### YOUR OBJECTIVE
Retype exactly the lines from the line with "pub(crate) fn normalize(events: Vec<ApiEvent>)" to the end of the data, keeping both boundary lines.

[Data items]
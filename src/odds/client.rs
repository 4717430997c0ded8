//! The Odds API client.

use std::time::{Duration, Instant};

use reqwest::StatusCode;
use tracing::{debug, instrument, warn};

use crate::config::Config;
use crate::error::FeedError;
use crate::metrics;

use super::types::{ApiEvent, Event, H2H_MARKET};

/// Response header carrying the remaining request quota.
const REQUESTS_REMAINING: &str = "x-requests-remaining";

/// HTTP client for the Odds API v4.
#[derive(Debug, Clone)]
pub struct OddsApiClient {
    /// HTTP client for API requests.
    http: reqwest::Client,
    /// Base URL, e.g. `https://api.the-odds-api.com/v4`.
    base_url: String,
    /// API key sent as the `apiKey` query parameter.
    api_key: String,
}

impl OddsApiClient {
    /// Create a client from config.
    pub fn new(config: &Config) -> Result<Self, FeedError> {
        let http = reqwest::Client::builder()
            .timeout(Duration::from_millis(config.http_timeout_ms))
            .connect_timeout(Duration::from_secs(5))
            .tcp_keepalive(Duration::from_secs(30))
            .pool_idle_timeout(Duration::from_secs(90))
            .build()?;

        Ok(Self::with_http(
            http,
            &config.odds_api_url,
            &config.the_odds_api_key,
        ))
    }

    /// Create a client around an existing HTTP client.
    pub fn with_http(http: reqwest::Client, base_url: &str, api_key: &str) -> Self {
        Self {
            http,
            base_url: base_url.trim_end_matches('/').to_string(),
            api_key: api_key.to_string(),
        }
    }

    /// Base URL requests are sent to.
    pub fn base_url(&self) -> &str {
        &self.base_url
    }

    /// Fetch head-to-head odds for one sport and normalize them.
    ///
    /// Events that cannot be normalized are logged and dropped; the rest of
    /// the sport is still returned.
    #[instrument(skip_all, fields(sport = %sport))]
    pub async fn fetch_sport(&self, sport: &str, regions: &[String]) -> Result<Vec<Event>, FeedError> {
        let url = format!("{}/sports/{}/odds", self.base_url, sport);
        let regions = regions.join(",");
        let start = Instant::now();

        metrics::inc_odds_fetches();
        let response = self
            .http
            .get(&url)
            .query(&[
                ("apiKey", self.api_key.as_str()),
                ("regions", regions.as_str()),
                ("markets", H2H_MARKET),
                ("oddsFormat", "decimal"),
                ("dateFormat", "iso"),
                ("includeLinks", "true"),
            ])
            .send()
            .await?;
        metrics::record_odds_fetch_latency(start, sport);

        if let Some(remaining) = response
            .headers()
            .get(REQUESTS_REMAINING)
            .and_then(|v| v.to_str().ok())
        {
            debug!(remaining, "Odds API quota");
        }

        match response.status() {
            StatusCode::UNAUTHORIZED => return Err(FeedError::Unauthorized),
            StatusCode::TOO_MANY_REQUESTS => return Err(FeedError::QuotaExhausted),
            status if !status.is_success() => {
                return Err(FeedError::FetchFailed {
                    sport: sport.to_string(),
                    reason: format!("HTTP {}", status),
                });
            }
            _ => {}
        }

        let body: Vec<ApiEvent> = response
            .json()
            .await
            .map_err(|e| FeedError::ParseError(format!("{}: {}", sport, e)))?;

        Ok(normalize(body))
    }
}

/// Convert wire events, dropping the ones that fail normalization.
pub(crate) fn normalize(events: Vec<ApiEvent>) -> Vec<Event> {
    events
        .into_iter()
        .filter_map(|raw| {
            let id = raw.id.clone();
            match raw.into_event() {
                Ok(event) => Some(event),
                Err(e) => {
                    warn!(event_id = %id, error = %e, "Dropping malformed event");
                    None
                }
            }
        })
        .collect()
}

### COMPLETED TASK
pub(crate) fn normalize(events: Vec<ApiEvent>) -> Vec<Event> {
    events
        .into_iter()
        .filter_map(|raw| {
            let id = raw.id.clone();
            match raw.into_event() {
                Ok(event) => Some(event),
                Err(e) => {
                    warn!(event_id = %id, error = %e, "Dropping malformed event");
                    None
                }
            }
        })
        .collect()
}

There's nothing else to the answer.